Treatment Specific Pregnancy Rates:

  • Successful Pregnancy Rates for a normal, fertile couple is around 20% to 25% chance per month with timed intercourse. However, pregnancy rates in women decrease with advancing age and miscarriages and risks of abnormal pregnancies (Down’s and Turner’s syndrome) increase with age.
    • Fertility rates are highest in women in their late teens to late twenties (30% chance per month)
      • >35 years of age: 15% chance per month
      • >40 years of age: 5 to 10% chance per month
      • >43 years of age: <5% chance per month Background miscarriage rates for any pregnant couple is around 15 to
      • 20% chance Age 35, miscarriage rate if >25%
      • Age 40, miscarriage rate is >30%
      • Age 45, miscarriage rate is >50%
  • Couples who are infertile have less than a 5% chance of pregnancy per month without treatment but this does depend on the infertility factors present (no sperm, blocked tubes or ovarian failure have a zero% chance).
  • Fertility treatments such as intrauterine inseminations (IUI) are designed to try and improve the <5% chance per month to closer to the normal rate (20%) if possible (depends on female age and other infertility factors such as ovulation disorders, sperm abnormalities, tubal disease, pelvic adhesions, endometriosis, etc.).
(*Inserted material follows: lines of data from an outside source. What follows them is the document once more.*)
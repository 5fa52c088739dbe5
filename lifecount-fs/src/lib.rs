use std::{
    fs,
    path::{Path, PathBuf},
};

use eyre::{Result, WrapErr};
use lifecount_core::{Activity, ActivityFile, Settings, UserProfile};
use serde::{Deserialize, Serialize};
use tracing::{info, warn};

pub mod paths;

#[derive(Clone, Debug, Default, Serialize, Deserialize, PartialEq)]
#[serde(default)]
pub struct Config {
    /// Where the activity data lives, if not in the default spot.
    pub activities_path: Option<PathBuf>,
    pub profile: UserProfile,
    pub settings: Settings,
    #[serde(skip)]
    path: Option<PathBuf>,
}

impl Config {
    /// Loads the config from the default location, creating it if it's missing.
    pub fn load() -> Result<Self> {
        Self::load_from(paths::config_path()?)
    }

    pub fn load_from(path: impl Into<PathBuf>) -> Result<Self> {
        let path = path.into();

        if !path.exists() {
            info!("no config at {}, writing defaults", path.display());
            let config = Self::default().at(path);
            config.save()?;
            return Ok(config);
        }

        let contents = fs::read_to_string(&path)
            .wrap_err_with(|| format!("reading config {}", path.display()))?;

        match toml::from_str::<Self>(&contents) {
            Ok(config) => Ok(config.at(path)),
            Err(e) => {
                let backup = path.with_extension("toml.invalid");
                warn!("invalid config, moving it to {}: {e}", backup.display());
                fs::rename(&path, &backup)
                    .wrap_err_with(|| format!("moving invalid config {}", path.display()))?;
                let config = Self::default().at(path);
                config.save()?;
                Ok(config)
            }
        }
    }

    fn at(mut self, path: PathBuf) -> Self {
        self.path = Some(path);
        self
    }

    /// Writes back to wherever it was loaded from, or the default location.
    pub fn save(&self) -> Result<()> {
        let path = match &self.path {
            Some(path) => path.clone(),
            None => paths::config_path()?,
        };
        self.save_to(&path)
    }

    pub fn save_to(&self, path: &Path) -> Result<()> {
        let toml = toml::to_string(self).wrap_err("serializing config")?;
        if let Some(parent) = path.parent() {
            fs::create_dir_all(parent)
                .wrap_err_with(|| format!("creating {}", parent.display()))?;
        }
        fs::write(path, toml).wrap_err_with(|| format!("writing config {}", path.display()))?;
        Ok(())
    }

    /// Swaps in a new profile and persists it right away.
    pub fn set_profile(&mut self, profile: UserProfile) -> Result<()> {
        self.profile = profile;
        self.save()
    }

    pub fn activities_path(&self) -> Result<PathBuf> {
        match &self.activities_path {
            Some(path) => Ok(path.clone()),
            None => paths::default_activities_path(),
        }
    }
}

/// Reads an activities file, in either the wrapped or the bare-list form. Records
/// that can't be made sense of are skipped.
pub fn load_activities(path: &Path) -> Result<Vec<Activity>> {
    let json = fs::read_to_string(path)
        .wrap_err_with(|| format!("reading activities from {}", path.display()))?;
    let file = ActivityFile::from_json(&json)
        .wrap_err_with(|| format!("parsing activities in {}", path.display()))?;

    if let Some(version) = file.metadata().and_then(|meta| meta.version.as_deref()) {
        info!("activity data version {version}");
    }

    let activities = file.into_activities();
    info!("read {} activities from {}", activities.len(), path.display());
    Ok(activities)
}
  • These below quoted pregnancy rates are based on female age <35 years old. In women over age 35, these quoted pregnancy rates will be lower, especially in women over age 40 (unless using Donor eggs).
    • No treatment
      • <5% chance per month
    • Ovulation induction (Clomid or Femara and hCG injection)
      • 5 to 12% chance per cycle
    • Ovulation induction and intrauterine inseminations (IUI)
      • 8 to 15% chance per cycle
    • Minimal IVF
      • 30 to 50% chance per cycle
    • Simply IVF using the Invocell device
      • 20 to 40% chance per cycle
    • Standard IVF
      • 40 to 65% chance per cycle
    • Frozen embryo transfer (if had excess available embryos to freeze)
      • 40 to 60% chance per transfer cycle
    • Donor Egg IVF
      • 50-75% chance per cycle
    • PREG IVF Refund Program
      • Qualifying program with inclusion and exclusion criteria.
      • 3 full Standard IVF cycles with all frozen embryo transfers and if no live birth up to an 80% refund returned (medications are not included in this program)
  • Multi-Cycle Plan
    • Non-qualifying, no refund program. 2 full Standard IVF cycles with all frozen embryo transfers to be completed within 12 months (medications are not included in this program)

NOTE: All medications and treatments are approximate and subject to change.